= William Vickers manuscript =

From 1770 to 1772 William Vickers compiled a manuscript collection of dance tunes, of which some 580 survive, including both pipe and fiddle tunes. The manuscript is incomplete and 31 pages have not survived, though their contents are listed at the beginning of the book. In the mid-19th century, the manuscript belonged to the pipemaker John Baty, of Wark, Northumberland; it now belongs to the Society of Antiquaries of Newcastle upon Tyne and is kept in the Northumberland County Record Office at Woodhorn, Ashington.

==William Vickers==
Little is known of Vickers, although the manuscript indicates that he was obviously a keen musician who may have played the fiddle as many tunes are only playable on the instrument. The collection does not only contain fiddle tunes however, for instance there are numerous tunes with the characteristic 9-note range and mode of the Border pipes. Several of the tune titles refer to Northumberland and County Durham and a lot of other tunes are local to the region, so it is reasonable to conclude he lived in or around Newcastle upon Tyne. He may have been the William Vickers who was married at St Nicholas, Newcastle, in 1775, probably the same as the Excise Officer of the same name whose son, also William, was baptised there the following year. He certainly had some education, and a sense of humour - the tunes are introduced by a poem:

Musicks a Crotchet the Sober thinks it Vain
The Fiddles a Wooding Projection
Tunes are but Flights of a Whimsical Brain
Which the Bottle brings best to Parfection
Musisians are half witted mery and madd
And Those are the same that admire Them
Theyr fools if they Pley unless their Well Paid
And the Others are Blockheads to Hire them.

==The tunes==
Although many tunes are local to the North East of England, many others are from Scotland, Southern England, Ireland and even France and Germany, revealing the extensive and varied repertoire of local musicians at that time. Many of the tunes go back a century and more to sources such as John Playford's The Dancing Master, while others were contemporary, for instance "Tristram Shandy" is named after the novel whose first volumes were published a decade before. There is a wide spread of tune types - FARNE lists 53 9/8 jigs, 192 6/8 jigs, 251 reels, 20 triple-time hornpipes, 32 common-time hornpipes, and 17 cotillons.
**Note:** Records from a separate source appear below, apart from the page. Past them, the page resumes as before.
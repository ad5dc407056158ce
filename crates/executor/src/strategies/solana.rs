/*!
 * Solana Strategy
 *
 * The chain-family catch-all: any opportunity on `chain == "solana"`
 * routes here regardless of its `type` tag (the registry enforces that).
 * No gas-price market on Solana — priority fees ride inside the
 * transaction — so this strategy skips the gas ceiling and relies on the
 * pre-flight (`simulateTransaction` on the RPC side) to filter losers.
 */

use async_trait::async_trait;

use arbflow_domain::{ExecutionErrorKind, ExecutionResult, Opportunity, OpportunityKind};

use crate::context::StrategyContext;
use crate::strategy::{Strategy, validate_hop_chain};

pub struct SolanaStrategy;

impl SolanaStrategy {
    fn validate(&self, opp: &Opportunity) -> Result<(), String> {
        if opp.chain != "solana" && opp.kind != OpportunityKind::Solana {
            return Err(format!(
                "solana strategy received a {} opportunity on {}",
                opp.kind, opp.chain
            ));
        }
        if opp.swap_path.is_empty() && (opp.buy_venue.is_empty() || opp.sell_venue.is_empty()) {
            return Err("solana route needs either a swap path or a venue pair".into());
        }
        if !opp.swap_path.is_empty() {
            validate_hop_chain(&opp.swap_path)?;
        }
        Ok(())
    }
}

#[async_trait]
impl Strategy for SolanaStrategy {
    fn name(&self) -> &'static str {
        "solana"
    }

    fn kind(&self) -> OpportunityKind {
        OpportunityKind::Solana
    }

    async fn execute(&self, opportunity: &Opportunity, ctx: &StrategyContext) -> ExecutionResult {
        if let Err(detail) = self.validate(opportunity) {
            return ExecutionResult::failure(opportunity, ExecutionErrorKind::PathInvalid, detail);
        }

        if let Some(result) = ctx.simulate_if_enabled(opportunity).await {
            return result;
        }

        let request = ctx.swap_execution(opportunity);
        if let Err(e) = ctx.rpc.preflight(&request).await {
            return ExecutionResult::failure(opportunity, e.as_execution_error(), e.to_string());
        }

        match ctx.rpc.submit(&request).await {
            Ok(submitted) => ExecutionResult::success(
                opportunity,
                submitted.tx_hash,
                submitted.realized_profit_usd,
            ),
            Err(e) => ExecutionResult::failure(opportunity, e.as_execution_error(), e.to_string()),
        }
    }
}

#[cfg(test)]
mod tests {
    use super::*;

    #[test]
    fn test_accepts_any_type_on_solana() {
        let strategy = SolanaStrategy;

        let opp: Opportunity = serde_json::from_str(
            r#"{
                "id": "opp-sol",
                "type": "cross-dex",
                "chain": "solana",
                "buyVenue": "raydium",
                "sellVenue": "orca",
                "confidence": 0.9,
                "deadline": 9999999999999,
                "pipelineTimestamps": { "detectedAt": 1 }
            }"#,
        )
        .unwrap();
        assert!(strategy.validate(&opp).is_ok());
    }

    #[test]
    fn test_rejects_evm_opportunities() {
        let strategy = SolanaStrategy;

        let opp: Opportunity = serde_json::from_str(
            r#"{
                "id": "opp-evm",
                "type": "cross-dex",
                "chain": "ethereum",
                "buyVenue": "uniswap_v3",
                "sellVenue": "sushiswap",
                "confidence": 0.9,
                "deadline": 9999999999999,
                "pipelineTimestamps": { "detectedAt": 1 }
            }"#,
        )
        .unwrap();
        assert!(strategy.validate(&opp).is_err());
    }

    #[test]
    fn test_needs_route_or_venues() {
        let strategy = SolanaStrategy;

        let opp: Opportunity = serde_json::from_str(
            r#"{
                "id": "opp-sol2",
                "type": "solana",
                "chain": "solana",
                "confidence": 0.9,
                "deadline": 9999999999999,
                "pipelineTimestamps": { "detectedAt": 1 }
            }"#,
        )
        .unwrap();
        assert!(strategy.validate(&opp).is_err());
    }
}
The collection includes many tunes not known elsewhere, while many tunes still current today make their first known appearance in it, including 'The College Hornpipe', 'The Irish Washerwoman' and 'Soldier's Joy'. One of the 31 missing pages included the first known reference to 'The Morpeth Rant', a characteristic local dance tune.

==Published and online editions==
A facsimile of all the tune pages of the manuscript is visible on FARNE, with some annotations by Matt Seattle. The recent 2nd edition of the published book contains much more detailed notes, making clear the relation of tunes to any contemporary published or manuscript versions known, and listing many alternative titles for the tunes. There had been a local revival of interest in this music since the 1960s, led by the High Level Ranters. After the first publication of an edition of the tunebook in 1987, this interest became much more widespread. Many of the tunes are once again current in Northumberland and elsewhere, and are frequently performed and recorded.

==Partial discography==
- A Mile to Ride (Trailer LER 2037), The High Level Ranters, 1973.
- The Bonny Pit Laddie (Topic 2-12TS271/2), The High Level Ranters, 1975.
- Ranting Lads (Topic 12TS388), The High Level Ranters, 1976.
- Cut and Dry Dolly (Topic 12TS278), Cut and Dry Band, 1976.
- Corby Crag, Alistair Anderson, (Topic TSDL371), 1977.
- Four in a Bar, The High Level Ranters, (Topic 12TS445), 1979.
- Northumbrian Choice, Minstrel's Fancy, Bonny at Morn, Pauline Cato, book and 2 CDs, DMPCD9701, DMPCD9702, 1997.
- Out of the Flames, Matt Seattle, DGM 9907, 1999.
- Tod's Assembly, Stewart Hardy, SHYCD1, 2001.
- Ashburnham, Dave Shepherd and Becky Price (Beautiful Jo Records BEJOCD – 36). 2001
- English and Border Music for Pipes, David Faulkner and Steve Turner, EELCD03, 2004.
- New Tyne Bridge, Pauline Cato, (Tomcat TCCD05), 2005.
- Time Out Of Mind, Chris Ormston, (Kyloe103), 2005.
- English Fiddle Tunes: For Violin, Pete Cooper, book and CD, (Schott ED 12758), 2006.